Review: Drive Hard

Drive Hard is the action-film equivalent of one of those folks who relentlessly speak of having it tough all over as they plan their third yearly vacation.

Drive Hard
Photo: Image Entertainment

Drive Hard is the action-film equivalent of one of those folks who relentlessly speak of having it tough all over as they plan their third yearly vacation. Peter Roberts (Thomas Jane) is a washed-up racecar driver moonlighting as a driving instructor in the scenic Queensland Gold Coast, while his almost distractingly gorgeous wife, Tessa (Yesse Spence), earns most of the money to support them and their precocious daughter. (If you, somehow, still reserve sympathy for Peter, it should be noted that his female co-workers are inexplicably smitten with him as well.) But Peter’s bored and feeling undervalued, in the tradition of most of American cinema’s middle-aged dipshits, though that boredom is soon relieved when a master criminal named Simon Keller (John Cusack) hires him to serve as a getaway driver for the robbery of a corrupt international bank.

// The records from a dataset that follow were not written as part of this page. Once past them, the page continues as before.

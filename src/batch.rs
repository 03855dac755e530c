//! Batch dispatch: one job per record, sequential or on a bounded worker pool.
//!
//! A failing record never stops the batch. Every dispatched record yields exactly one outcome,
//! so `outcomes.len() + not_attempted == records.len()` always holds, and `not_attempted` is zero
//! unless the batch was cancelled.

use std::collections::HashSet;
use std::path::Path;
use std::sync::Arc;
use std::sync::atomic::{AtomicBool, Ordering};

use rayon::prelude::*;

use crate::feature::FeatureRecord;
use crate::foundation::error::{MapError, MapResult};
use crate::job::{RenderJob, RenderOutcome};
use crate::naming::NameSanitizer;
use crate::render::RenderBackend;
use crate::style::StyleConfig;

/// Cooperative cancellation shared between the caller and a running batch.
///
/// Cancelling stops new jobs from being dispatched; jobs already rendering run to completion.
#[derive(Clone, Debug, Default)]
pub struct CancelToken(Arc<AtomicBool>);

impl CancelToken {
    pub fn new() -> Self {
        Self::default()
    }

    pub fn cancel(&self) {
        self.0.store(true, Ordering::SeqCst);
    }

    pub fn is_cancelled(&self) -> bool {
        self.0.load(Ordering::SeqCst)
    }
}

#[derive(Clone, Debug, Default, PartialEq, Eq)]
pub struct RenderThreading {
    pub parallel: bool,
    /// Worker count for the pool; `None` uses rayon's default.
    pub threads: Option<usize>,
}

impl RenderThreading {
    pub fn sequential() -> Self {
        Self::default()
    }

    pub fn pool(threads: Option<usize>) -> Self {
        Self {
            parallel: true,
            threads,
        }
    }
}

#[derive(Clone, Debug, Default)]
pub struct BatchOpts {
    pub threading: RenderThreading,
    pub cancel: CancelToken,
}

/// Outcomes of one batch.
#[derive(Clone, Debug, Default, PartialEq, Eq)]
pub struct BatchOutcomes {
    /// One per dispatched record, in `sequence_index` order.
    pub outcomes: Vec<RenderOutcome>,
    /// Records never dispatched because the batch was cancelled.
    pub not_attempted: usize,
    pub cancelled: bool,
}

impl BatchOutcomes {
    pub fn attempted(&self) -> usize {
        self.outcomes.len()
    }

    pub fn succeeded(&self) -> usize {
        self.outcomes.iter().filter(|o| o.is_success()).count()
    }

    pub fn failed(&self) -> usize {
        self.attempted() - self.succeeded()
    }

    pub fn failures(&self) -> impl Iterator<Item = &RenderOutcome> {
        self.outcomes.iter().filter(|o| !o.is_success())
    }
}

/// Create `dir` and its parents. Tolerates the directory already existing, including when a
/// concurrent caller creates it first.
pub fn ensure_output_dir(dir: &Path) -> MapResult<()> {
    match std::fs::create_dir_all(dir) {
        Ok(()) => Ok(()),
        Err(e) if e.kind() == std::io::ErrorKind::AlreadyExists && dir.is_dir() => Ok(()),
        Err(source) => Err(MapError::OutputDir {
            path: dir.to_path_buf(),
            source,
        }),
    }
}

/// Sanitizer sized for a set of records: wide enough for the largest sequence number.
pub fn sanitizer_for(records: &[FeatureRecord]) -> NameSanitizer {
    let max_seq = records
        .iter()
        .map(|r| r.sequence_index.saturating_add(1))
        .max()
        .unwrap_or(0);
    NameSanitizer::for_count(max_seq.max(records.len()))
}

/// Render every record into `output_dir`.
///
/// Errors only for problems found before the first render: an invalid style, duplicate
/// sequence indices, a worker pool that cannot be built, or an output directory that cannot be
/// created. Everything after that is reported per record.
#[tracing::instrument(skip_all, fields(records = records.len(), out = %output_dir.display()))]
pub fn run_batch(
    backend: &dyn RenderBackend,
    records: &[FeatureRecord],
    style: &StyleConfig,
    output_dir: &Path,
    opts: &BatchOpts,
) -> MapResult<BatchOutcomes> {
    style.validate()?;

    let mut seen = HashSet::with_capacity(records.len());
    if let Some(dup) = records.iter().find(|r| !seen.insert(r.sequence_index)) {
        return Err(MapError::validation(format!(
            "duplicate sequence index {}",
            dup.sequence_index
        )));
    }

    let mut ordered: Vec<&FeatureRecord> = records.iter().collect();
    ordered.sort_by_key(|r| r.sequence_index);
    let names = sanitizer_for(records);

    let pool = if opts.threading.parallel {
        Some(build_thread_pool(opts.threading.threads)?)
    } else {
        None
    };

    ensure_output_dir(output_dir)?;
    tracing::info!(
        parallel = opts.threading.parallel,
        threads = ?opts.threading.threads,
        "rendering features"
    );

    let cancel = &opts.cancel;
    let outcomes: Vec<RenderOutcome> = match &pool {
        None => {
            let mut out = Vec::with_capacity(ordered.len());
            for record in &ordered {
                if cancel.is_cancelled() {
                    break;
                }
                out.push(RenderJob::new(record, names, output_dir).run(backend, style));
            }
            out
        }
        Some(pool) => pool.install(|| {
            ordered
                .par_iter()
                .map(|record| {
                    if cancel.is_cancelled() {
                        return None;
                    }
                    Some(RenderJob::new(record, names, output_dir).run(backend, style))
                })
                .collect::<Vec<_>>()
                .into_iter()
                .flatten()
                .collect()
        }),
    };

    let result = BatchOutcomes {
        not_attempted: records.len() - outcomes.len(),
        cancelled: cancel.is_cancelled(),
        outcomes,
    };
    tracing::info!(
        succeeded = result.succeeded(),
        failed = result.failed(),
        not_attempted = result.not_attempted,
        "feature batch finished"
    );
    Ok(result)
}

fn build_thread_pool(threads: Option<usize>) -> MapResult<rayon::ThreadPool> {
    if let Some(n) = threads
        && n == 0
    {
        return Err(MapError::validation(
            "render threading 'threads' must be >= 1 when set",
        ));
    }

    let mut builder = rayon::ThreadPoolBuilder::new().thread_name(|i| format!("render-{i}"));
    if let Some(n) = threads {
        builder = builder.num_threads(n);
    }
    builder
        .build()
        .map_err(|e| MapError::Other(anyhow::anyhow!("failed to build rayon thread pool: {e}")))
}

The staging of that heist is a tip-off to the problems that await; as the sequence is limited to a few awkward close-ups of Cusack interspersed with shots of a fancy corporate building that have obviously little geographical relationship with the footage of the star’s exertions. It’s the scene that’s supposed to set the stage for the subsequent chase-movie shenanigans, and it’s a jumbled, incoherent blur. Director Brian Trenchard-Smith covers his action in the fashion of a 1990s TV hack, whittling every scene down to the same series of quick images that collectively connote a filmmaking philosophy best summed up as “that’ll do”: alternating close-ups of Jane and Cusack’s faces, followed by shots of cars moving at a hilariously slow clip, repeating as necessary for an interminable 92 minutes. As an action film, this action comedy is rocking four decisively flat tires.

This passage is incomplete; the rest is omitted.